コガネ村で一夜を明かした俺は、朝から強烈な現実に叩き起こされた。


「……めちゃくちゃ寒い」


 目を開けた瞬間、まず痛みが来た。

 背中、肩、腰。全部がじわじわ主張してくる。


 毛布の代わりに渡されたのは、藁を縫い合わせただけの敷物だ。

 寝返りを打つたび、背中に小石や枝の感触がゴリゴリ当たる。


(くっ……研究室の仮眠室が恋しい……)


 あの硬いソファですら、今なら天国に思える。


 体を起こすと、藁の間から冷気が一気に入り込んできた。

 建物の隙間風が、容赦なく肌を刺す。


(これ、冬どうするんだ……?)


 外に出ると、朝靄の中ですでに村人たちが畑に出ていた。

 まだ日も昇りきっていないのに、黙々と鍬を振る背中が並んでいる。


 痩せた肩。

 曲がった腰。

 重そうな鍬。


 正直、農業というより――“耐える作業”に見えた。


(……きついな)


 昨日見た畑の様子が、どうしても頭から離れなかった。

 俺は一人、村の畑へ向かう。


 朝露に濡れた畑は、一見すると静かだ。

 だが、近づくにつれて違和感が増していく。


「……やっぱり、ひどいな」


 葉は縮れ、ところどころ黒ずんでいる。

 色も不自然だ。健康な緑じゃない。


 しゃがみ込んで、根元を軽く掘る。

 その瞬間、嫌な音がした。


 ぐちゃり。


 湿りすぎた土が、まとまりもなく崩れ落ちた。


(連作障害+根腐れ+病原菌の温床……)


 しかも、たぶん塩類集積も入ってる。

 最悪のコンボだ。


(教科書に載せたいくらい、ダメな畑だな……)


 背後から、村長の足音が聞こえた。


「どうだ。やはり無理そうか?」


 俺は正直に答える。


「今のままじゃ、何を植えてもまた枯れます」


 村長の顔が、はっきりと曇った。

 肩が、ほんの少しだけ落ちる。


「……そうか」


 その背中が、昨日よりずっと小さく見えた。


 思わず、俺は続けていた。


「でも、土は死んでません。“瀕死”なだけです」


「……なんじゃと?」


 村長が、顔を上げる。


「餌をやれば、ちゃんと生き返ります。

 今のこの土は、腹ペコなだけです」


 完全に意味が分からない、という表情だった。


 そこへ、後ろから村人の一人が声を荒げた。


「若いの! 昨日から何をブツブツ言っとる!

 肥料なら、もう何度も撒いとるわ!」


 俺は、その人の足元の土を指差す。


「それ、たぶん“肥料”じゃなくて“塩分”とか“灰”ですよね?」


 村人が、目を見開いた。


「……なんで分かる」


「土が固まってる。

 それに、匂いがしない。微生物がほぼ死んでます」


 その場が、一気に静まり返った。


「これ、土が栄養過多で逆に壊れてる状態です」


(あ、これ……完全に異世界語だ)


 俺は頭を掻いた。


「えーと……簡単に言うとですね。

 この土、栄養はあるんです。でも“形”が悪すぎて、作物が食べられない」


「……食べられない?」


「だから、“食べやすい餌”を作ってやる必要があります」


 村人の一人が、半信半疑で聞いた。


「それが……昨日言ってた“たいひ”か?」


「はい。堆肥です」


 俺は足元の枯れ草を拾い上げる。


「枯れ草、家畜の糞、生ゴミ。

 これを混ぜて、積んで、寝かせる」


「……ただのゴミの山じゃないか」


「はい。
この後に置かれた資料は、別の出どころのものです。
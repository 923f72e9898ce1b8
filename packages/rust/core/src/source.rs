//! JSON-lines batch source.
//!
//! Each non-blank line is one [`DocumentRecord`]. The raw line is kept next
//! to the parsed record so untouched records can be written back byte for byte.

use std::collections::HashSet;
use std::path::Path;

use tracing::{info, warn};

use docenrich_shared::{DocEnrichError, DocumentRecord, Result};

/// One record of a batch together with the line it was read from.
#[derive(Debug, Clone)]
pub struct BatchEntry {
    pub record: DocumentRecord,
    pub line: String,
}

/// The full ordered set of records loaded for one run.
#[derive(Debug, Clone, Default)]
pub struct Batch {
    entries: Vec<BatchEntry>,
}

impl Batch {
    /// Build a batch from in-memory records, rendering each as a JSON line.
    pub fn from_records(records: Vec<DocumentRecord>) -> Self {
        let entries = records
            .into_iter()
            .map(|record| {
                let line = serde_json::to_string(&record).unwrap_or_default();
                BatchEntry { record, line }
            })
            .collect();
        Self { entries }
    }

    pub fn entries(&self) -> &[BatchEntry] {
        &self.entries
    }

    pub fn records(&self) -> impl Iterator<Item = &DocumentRecord> {
        self.entries.iter().map(|e| &e.record)
    }

    pub fn len(&self) -> usize {
        self.entries.len()
    }

    pub fn is_empty(&self) -> bool {
        self.entries.is_empty()
    }
}

/// Read a whole batch file into memory.
pub fn load_batch(path: &Path) -> Result<Batch> {
    let content = std::fs::read_to_string(path).map_err(|e| DocEnrichError::io(path, e))?;
    let batch = parse_batch(path, &content)?;
    info!(path = %path.display(), records = batch.len(), "loaded batch");
    Ok(batch)
}

/// Parse JSON-lines content. `path` is only used in error messages.
///
/// A line that does not parse aborts the load: the batch is rewritten at the
/// end of the run, so a skipped line would be lost.
pub fn parse_batch(path: &Path, content: &str) -> Result<Batch> {
    let mut entries = Vec::new();
    let mut seen = HashSet::new();

    for (idx, raw) in content.lines().enumerate() {
        let line = raw.trim_end_matches('\r');
        if line.trim().is_empty() {
            continue;
        }

        let record: DocumentRecord =
            serde_json::from_str(line).map_err(|e| DocEnrichError::Source {
                path: path.to_path_buf(),
                line: idx + 1,
                message: e.to_string(),
            })?;

        if !seen.insert(record.id.clone()) {
            warn!(record_id = %record.id, line = idx + 1, "duplicate record id in batch");
        }

        entries.push(BatchEntry {
            record,
            line: line.to_string(),
        });
    }

    Ok(Batch { entries })
}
最高のゴミの山です」


 一瞬の沈黙のあと、誰かが吹き出した。

 笑いが、少しずつ広がる。


「こいつ、正気か?」


「でもよ、今さら何をしたって一緒だ」


「試すだけ、試してみるか」


 こうして、人生初の異世界堆肥作りが始まった。


 村の外れに、即席の堆肥場を作る。

 枯れ草、藁、家畜の糞、生ゴミ。


 積み上げるたび、とんでもない臭いが立ちこめた。


「くっさ!!!」


「うわあああ!!」


「若いの! これは本当に大丈夫なのか!?」


「微生物が喜んでる証拠です!!」


「分からん!!!」


 俺も正直、涙目だった。


(研究室なら換気完璧なのに……)


 汗と臭いにまみれながら、それでも手は止めなかった。


「これが発酵して、熱を持って、分解されて、

 それで初めて、土が“生き返る”んです!」


 村長が、堆肥の山をじっと見つめる。


「……土が、生き返る、か」


 しばらくして、静かに頷いた。


「分かった。やってみよう。

 この村は、もう失うものがない」


 その言葉に、胸の奥が少しだけ熱くなった。


 夕方。

 俺は完全に灰になっていた。


「……腰が……」


 そのとき、村の子供が俺に近づいてきた。


「ねえ、お兄ちゃん。これで畑、元気になるの?」


「すぐには無理。でも、ちゃんと世話すれば、必ず応えてくれる」


「ふーん……土って、生きてるんだね」


 その一言が、やけに胸に残った。


 夜。

 藁の上で天井を見つめながら、俺は小さく呟く。


「チートはない。魔法もない。

 でも……土はある」


 臭いは最悪。

 腰は痛い。

 前途は絶望的。


 それでも――


(悪くないな、異世界農業)


 俺は、少しだけ笑って、目を閉じた。